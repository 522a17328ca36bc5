//! Host-framework boundary
//!
//! The module talks to its host through the [`HostIo`] trait: one
//! capability to bind raw parameters into a request, one to shape the
//! success payload, one to shape the failure payload. The Ansible
//! implementation speaks the binary-module protocol (JSON args file in,
//! one JSON document on stdout). Tests supply their own impl instead of
//! relying on anything ambient.

use serde_json::{Map, Value, json};

use hiera_core::{LookupOutcome, LookupRequest};

use crate::error::Result;
use crate::params;

/// Parameter binding and result reporting, injected into the module
/// entry point.
pub trait HostIo {
    /// Bind the raw args document to a request.
    fn parse(&self, raw: &Value) -> Result<LookupRequest>;

    /// Shape the success payload for the host.
    fn success(&self, request: &LookupRequest, outcome: &LookupOutcome) -> Value;

    /// Shape the failure payload for the host.
    fn failure(&self, message: &str) -> Value;
}

/// The Ansible binary-module protocol.
///
/// Success mirrors `exit_json`: `changed` is always false (a lookup
/// mutates nothing), the fact lands under `ansible_facts`, and the
/// invocation parameters are echoed back alongside the child's `rc`.
/// Failure mirrors `fail_json`: `failed` plus a message.
#[derive(Debug, Clone, Copy, Default)]
pub struct AnsibleHost;

impl HostIo for AnsibleHost {
    fn parse(&self, raw: &Value) -> Result<LookupRequest> {
        Ok(params::bind(raw)?)
    }

    fn success(&self, request: &LookupRequest, outcome: &LookupOutcome) -> Value {
        let mut facts = Map::new();
        facts.insert(outcome.fact.clone(), Value::String(outcome.value.clone()));

        let mut payload = Map::new();
        payload.insert("changed".to_string(), Value::Bool(false));
        payload.insert("ansible_facts".to_string(), Value::Object(facts));
        payload.insert("rc".to_string(), json!(outcome.exit_code));
        payload.insert("path".to_string(), Value::String(request.path.clone()));
        payload.insert("key".to_string(), Value::String(request.key.clone()));
        payload.insert(
            "fact".to_string(),
            Value::String(request.fact_name().to_string()),
        );
        if let Some(source) = &request.source {
            payload.insert("source".to_string(), Value::String(source.clone()));
        }
        if !request.context.is_empty() {
            payload.insert("context".to_string(), json!(request.context));
        }
        Value::Object(payload)
    }

    fn failure(&self, message: &str) -> Value {
        json!({ "failed": true, "msg": message })
    }
}
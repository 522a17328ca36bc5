use tracing_subscriber::{EnvFilter, fmt, prelude::*};

/// Initialize a tracing subscriber with default configuration.
///
/// Logs go to stderr: the module binary speaks JSON on stdout to its
/// host framework, so stdout must stay clean. The `RUST_LOG`
/// environment variable controls the level, defaulting to "warn".
pub fn init() -> Result<(), Box<dyn std::error::Error + Send + Sync>> {
    let fmt_layer = fmt::layer()
        .with_target(true)
        .with_level(true)
        .with_writer(std::io::stderr)
        .compact();

    let filter_layer = EnvFilter::try_from_default_env().or_else(|_| EnvFilter::try_new("warn"))?;

    tracing_subscriber::registry()
        .with(filter_layer)
        .with(fmt_layer)
        .try_init()?;

    Ok(())
}
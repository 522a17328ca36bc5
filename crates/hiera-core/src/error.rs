//! Error types for hiera-core

pub type Result<T> = std::result::Result<T, Error>;

#[derive(Debug, thiserror::Error)]
pub enum Error {
    #[error("Invalid parameter `{field}`: {message}")]
    Validation { field: String, message: String },

    #[error("Failed to launch `{program}`: {source}")]
    Launch {
        program: String,
        #[source]
        source: std::io::Error,
    },

    #[error("Lookup execution failed: {message}")]
    Execution { message: String },
}

impl Error {
    pub fn validation(field: impl Into<String>, message: impl Into<String>) -> Self {
        Self::Validation {
            field: field.into(),
            message: message.into(),
        }
    }

    pub fn execution(message: impl Into<String>) -> Self {
        Self::Execution {
            message: message.into(),
        }
    }
}
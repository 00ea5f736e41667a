//! Axum-based REST server.
//!
//! Thin HTTP layer over [`ServerStore`]: bearer-token authentication,
//! the `{status, error, …payload}` envelope, body limits, timeouts, CORS.
//! Record ciphertext passes through opaque; nothing here decrypts.

pub mod records;
pub mod store;
pub mod sync;

use crate::config::ServerConfig;
use crate::error::Error;
use axum::{
    extract::State,
    http::{header, HeaderMap, StatusCode},
    response::{IntoResponse, Json, Response},
    routing::{get, post},
    Router,
};
use serde::Serialize;
use serde_json::{json, Value};
use std::sync::Arc;
use std::time::Duration;
use store::ServerStore;
use tower_http::cors::{Any, CorsLayer};
use tower_http::limit::RequestBodyLimitLayer;
use tower_http::timeout::TimeoutLayer;

/// Body ceiling: binary records go up to 100 MiB, plus envelope slack.
const MAX_BODY_SIZE: usize = 128 * 1024 * 1024;

/// Per-request deadline.
const REQUEST_TIMEOUT_SECS: u64 = 60;

/// How often expired sessions are swept.
const SESSION_SWEEP_INTERVAL_SECS: u64 = 3600;

/// Shared state for all handlers.
#[derive(Clone)]
pub struct AppState {
    pub store: Arc<ServerStore>,
    pub batch_size: u32,
    pub max_batch_size: u32,
}

/// Run the server until the listener fails or the process is stopped.
pub async fn run_server(config: ServerConfig) -> anyhow::Result<()> {
    let store = Arc::new(ServerStore::open(
        &config.database_path,
        config.session_ttl_secs,
        config.storage_quota_bytes,
    )?);

    // Periodic session sweep
    let sweep_store = Arc::clone(&store);
    tokio::spawn(async move {
        let mut interval =
            tokio::time::interval(Duration::from_secs(SESSION_SWEEP_INTERVAL_SECS));
        loop {
            interval.tick().await;
            match sweep_store.cleanup_expired_sessions() {
                Ok(0) => {}
                Ok(n) => tracing::debug!(removed = n, "swept expired sessions"),
                Err(e) => tracing::warn!("session sweep failed: {e}"),
            }
        }
    });

    let state = AppState {
        store,
        batch_size: config.batch_size,
        max_batch_size: config.max_batch_size,
    };
    let app = router(state);

    let listener = tokio::net::TcpListener::bind(&config.run_address).await?;
    tracing::info!(
        addr = %config.run_address,
        db = %config.database_path.display(),
        env = ?config.app_env,
        "keepr server listening"
    );
    axum::serve(listener, app).await?;
    Ok(())
}

/// Build the application router.
pub fn router(state: AppState) -> Router {
    let cors = CorsLayer::new()
        .allow_origin(Any)
        .allow_methods([
            axum::http::Method::GET,
            axum::http::Method::POST,
            axum::http::Method::PUT,
            axum::http::Method::DELETE,
        ])
        .allow_headers([header::AUTHORIZATION, header::CONTENT_TYPE]);

    Router::new()
        .route("/api/v1/health", get(handle_health))
        .route("/api/v1/auth/register", post(handle_register))
        .route("/api/v1/auth/login", post(handle_login))
        .route("/api/v1/auth/change-password", post(handle_change_password))
        .route(
            "/api/records",
            get(records::handle_list).post(records::handle_create),
        )
        .route(
            "/api/records/{id}",
            get(records::handle_get)
                .put(records::handle_update)
                .delete(records::handle_delete),
        )
        .route("/api/records/login", post(records::handle_create_login))
        .route("/api/records/text", post(records::handle_create_text))
        .route("/api/records/card", post(records::handle_create_card))
        .route("/api/records/binary", post(records::handle_create_binary))
        .route("/api/sync/changes", post(sync::handle_changes))
        .route("/api/sync/batch", post(sync::handle_batch))
        .route("/api/sync/status", get(sync::handle_status))
        .route("/api/sync/conflicts", get(sync::handle_conflicts))
        .route(
            "/api/sync/conflicts/{id}/resolve",
            post(sync::handle_resolve),
        )
        .route("/api/sync/devices", get(sync::handle_devices))
        .route(
            "/api/sync/devices/{id}",
            axum::routing::delete(sync::handle_device_remove),
        )
        .with_state(state)
        .layer(cors)
        .layer(RequestBodyLimitLayer::new(MAX_BODY_SIZE))
        .layer(TimeoutLayer::with_status_code(
            StatusCode::REQUEST_TIMEOUT,
            Duration::from_secs(REQUEST_TIMEOUT_SECS),
        ))
}

// ── Envelope & auth helpers ─────────────────────────────────────────

/// Wrap a payload in the `{status: "Ok", …}` envelope.
pub(crate) fn ok(payload: impl Serialize) -> Response {
    let mut value = serde_json::to_value(payload).unwrap_or_else(|_| json!({}));
    if let Value::Object(ref mut map) = value {
        map.insert("status".into(), json!(crate::protocol::STATUS_OK));
    }
    (StatusCode::OK, Json(value)).into_response()
}

/// Map a taxonomy error onto an HTTP status + error envelope.
pub(crate) fn fail(err: Error) -> Response {
    let mut body = json!({
        "status": crate::protocol::STATUS_ERROR,
        "error": err.to_string(),
    });
    let status = match &err {
        Error::Unauthenticated | Error::BadCredentials | Error::TokenExpired => {
            StatusCode::UNAUTHORIZED
        }
        Error::NotFound | Error::Deleted => StatusCode::NOT_FOUND,
        Error::VersionMismatch { expected, stored } => {
            body["expected"] = json!(expected);
            body["stored"] = json!(stored);
            StatusCode::CONFLICT
        }
        Error::Unprocessable(_) => StatusCode::UNPROCESSABLE_ENTITY,
        Error::QuotaExceeded => {
            body["code"] = json!("quota_exceeded");
            StatusCode::UNPROCESSABLE_ENTITY
        }
        _ => StatusCode::INTERNAL_SERVER_ERROR,
    };
    if status.is_server_error() {
        tracing::error!("request failed: {err}");
    }
    (status, Json(body)).into_response()
}

/// Resolve the bearer token to a user id.
pub(crate) fn bearer_user(state: &AppState, headers: &HeaderMap) -> crate::error::Result<i64> {
    let auth = headers
        .get(header::AUTHORIZATION)
        .and_then(|v| v.to_str().ok())
        .unwrap_or("");
    let token = auth.strip_prefix("Bearer ").unwrap_or("");
    if token.is_empty() {
        return Err(Error::Unauthenticated);
    }
    state.store.validate_token(token)
}

/// Optional device identity headers sent by sync-aware clients.
pub(crate) fn device_id_from(headers: &HeaderMap) -> String {
    headers
        .get("X-Device-Id")
        .and_then(|v| v.to_str().ok())
        .unwrap_or("")
        .to_string()
}

// ── Auth handlers ───────────────────────────────────────────────────

/// GET /api/v1/health: liveness, always public.
async fn handle_health() -> Response {
    ok(json!({}))
}

/// POST /api/v1/auth/register: `{login, password} → {user_id}`.
async fn handle_register(
    State(state): State<AppState>,
    Json(req): Json<crate::protocol::RegisterRequest>,
) -> Response {
    match state.store.register(&req.login, &req.password) {
        Ok(user_id) => {
            tracing::info!(user_id, "user registered");
            ok(crate::protocol::RegisterResponse { user_id })
        }
        Err(e) => fail(e),
    }
}

/// POST /api/v1/auth/login: `{login, password} → {token}`.
async fn handle_login(
    State(state): State<AppState>,
    Json(req): Json<crate::protocol::LoginRequest>,
) -> Response {
    let user = match state.store.authenticate(&req.login, &req.password) {
        Ok(user) => user,
        Err(e) => return fail(e),
    };
    match state.store.create_session(user.id) {
        Ok((token, expires_at)) => {
            tracing::info!(user_id = user.id, "login ok");
            ok(crate::protocol::LoginResponse { token, expires_at })
        }
        Err(e) => fail(e),
    }
}

/// POST /api/v1/auth/change-password (authenticated).
async fn handle_change_password(
    State(state): State<AppState>,
    headers: HeaderMap,
    Json(req): Json<crate::protocol::ChangePasswordRequest>,
) -> Response {
    let user_id = match bearer_user(&state, &headers) {
        Ok(id) => id,
        Err(e) => return fail(e),
    };
    match state
        .store
        .change_password(user_id, &req.old_password, &req.new_password)
    {
        Ok(()) => ok(json!({})),
        Err(e) => fail(e),
    }
}

// ── Tests ───────────────────────────────────────────────────────────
§ §
=== WORK TO COMPLETE ===
Up to and including the line with "fn parse(&self, raw: &Value) -> Result<LookupRequest>;", repeat the data exactly, starting from its first line; nothing else belongs in the response.

=== SOLVED EXERCISE ===
repository 522a17328ca36bc5
//! Host-framework boundary
//!
//! The module talks to its host through the [`HostIo`] trait: one
//! capability to bind raw parameters into a request, one to shape the
//! success payload, one to shape the failure payload. The Ansible
//! implementation speaks the binary-module protocol (JSON args file in,
//! one JSON document on stdout). Tests supply their own impl instead of
//! relying on anything ambient.

use serde_json::{Map, Value, json};

use hiera_core::{LookupOutcome, LookupRequest};

use crate::error::Result;
use crate::params;

/// Parameter binding and result reporting, injected into the module
/// entry point.
pub trait HostIo {
    /// Bind the raw args document to a request.
    fn parse(&self, raw: &Value) -> Result<LookupRequest>;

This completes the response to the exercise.